Gelegentlich zieht er zwei Worte zu einem zusammen, initiiert Neubildungen, die irritieren und zugleich neue Sinnzusammenhänge stiften (Totessehen, Zueinanderstunde, Feudalatem, Schiffsmein).
"Genau genommen sind wir Bäume", schreibt Krause und dichtet uns eine Existenz zu, die trotz scheinbarer Verwurzelung fragil wirkt. Das alles erinnert bei Krause an die Dimensionen antiker Stoffe, Rückbezüge wie Vergegenwärtigungen dieserart finden sich allerorten. Sie verweisen auf unsere zivilisatorische Herkunft und bilden archaisch anmutende Muster, die fortwirken. Und zugleich stellen sie Digitalisate der Jetztzeit dar. Wir fremden uns ein und dienen uns an in diesem Universum. Er spricht von der "Verbindung Vorkindheit" und schafft damit eine zeitliche Distanz, nicht ohne ironischen Unterton. Und öfter begegnen wir in dieser Weise auch Texten, die als Rollengedichte zu verstehen sind.

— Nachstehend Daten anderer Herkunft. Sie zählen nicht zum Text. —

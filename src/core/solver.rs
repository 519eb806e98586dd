use serde::{Deserialize, Serialize};

use super::config::{Assumptions, DEFAULT_SEED, MAX_RUNS, MAX_YEARS};
use super::engine::run_monte_carlo_simulation;
use super::error::{EngineError, EngineResult, ensure_finite, ensure_non_negative};
use super::types::{PortfolioInputs, WithdrawalRateResult};

/// Headline rate for a fixed spending need: `annual_expenses / balance`,
/// scored by Monte Carlo under the standard return assumption.
pub fn calculate_sustainable_withdrawal_rate(
    balance: f64,
    annual_expenses: f64,
    years: u32,
) -> EngineResult<WithdrawalRateResult> {
    calculate_sustainable_withdrawal_rate_with(
        balance,
        annual_expenses,
        years,
        &Assumptions::default(),
    )
}

pub fn calculate_sustainable_withdrawal_rate_with(
    balance: f64,
    annual_expenses: f64,
    years: u32,
    assumptions: &Assumptions,
) -> EngineResult<WithdrawalRateResult> {
    ensure_non_negative("balance", balance)?;
    ensure_non_negative("annualExpenses", annual_expenses)?;

    let rate = withdrawal_rate(balance, annual_expenses);
    let inputs = PortfolioInputs::new(
        balance,
        -annual_expenses,
        years,
        assumptions.standard_return_mean,
        assumptions.standard_return_std,
    )
    .with_runs(assumptions.runs)
    .with_seed(assumptions.seed);
    let results = run_monte_carlo_simulation(&inputs)?;

    Ok(WithdrawalRateResult {
        rate,
        success_probability: results.success_probability,
    })
}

"Knallhartes Paradies" heißt es in einem der Unterwegs-Gedichte, doch beschränkt es sich nicht nur auf fernere Orte, auch hier, wo wir gut zu leben meinen, es zumindest so dargestellt wird, sind es letztendlich Existenzen voller Brüche, die uns begegnen. Und es ist ein Leben in Verhältnissen, in denen als sicher gehaltene gesellschaftliche Übereinkünfte in die Brüche zu gehen drohen. In einem "geregelten Schwelbrand" – Krause ist ein Beobachter der stillen alltäglichen Entgleisungen, es scheint fast gewöhnlich, was da im Leben passiert, doch vermittels der Sinn- und Akzentverschiebungen in den Texten bekommen diese Vorgänge Gewicht.
Dieter Krause, Jahrgang 1961, begann mit 16 Jahren zu schreiben, zunächst probierte er sich in kürzeren Erzählungen und Gedichten. Gelegentlich erfuhr er dabei Förderung, zum Beispiel als Teilnehmer am Zentralen Poetenseminar in Schwerin, noch zu DDR-Zeiten, hat sich seine dichterischen Grundlagen aber im Wesentlichen als Autodidakt erarbeitet. Von daher rührt vielleicht das Interesse an den Werken von Autorinnen und Autoren, die keinen akademischen Hintergrund aufzuweisen haben. Er durchlief eine Facharbeiter-Ausbildung zum Nachrichtentechniker, schloss ein Ingenieursstudium an, war als Lehrausbilder und Bauleiter tätig, ehe er in den 90ern zu den Landesbühnen Sachsen wechselte, wo er bis heute als Beleuchter arbeitet. Mit einem ersten Text debütierte er 1989 im St. Benno Verlag Leipzig, 1993 folgte im Hellerau Verlag mit Landschaft träge und flink der erste Gedichtband des Autors. Außerdem publizierte Dieter Krause Gedichte im Jahrbuch der Lyrik und in der regelmäßig erscheinenden Anthologie Versnetze. Des Weiteren schrieb er auch Hörstücke, Erzählungen und Novellen. Doch bestimmend für seine literarische Arbeit ist nach wie vor die Orientierung auf Dichtung. Mit großem Interesse folgt er den Entwicklungen in der polnischen Lyrik (Szymborska, Zagajewski, Zbigniew Herbert), sucht aber auch die Auseinandersetzung mit den Dichtungen und Schriften etwa von Benn, Achmatowa, Arno Schmidt oder Heiner Müller.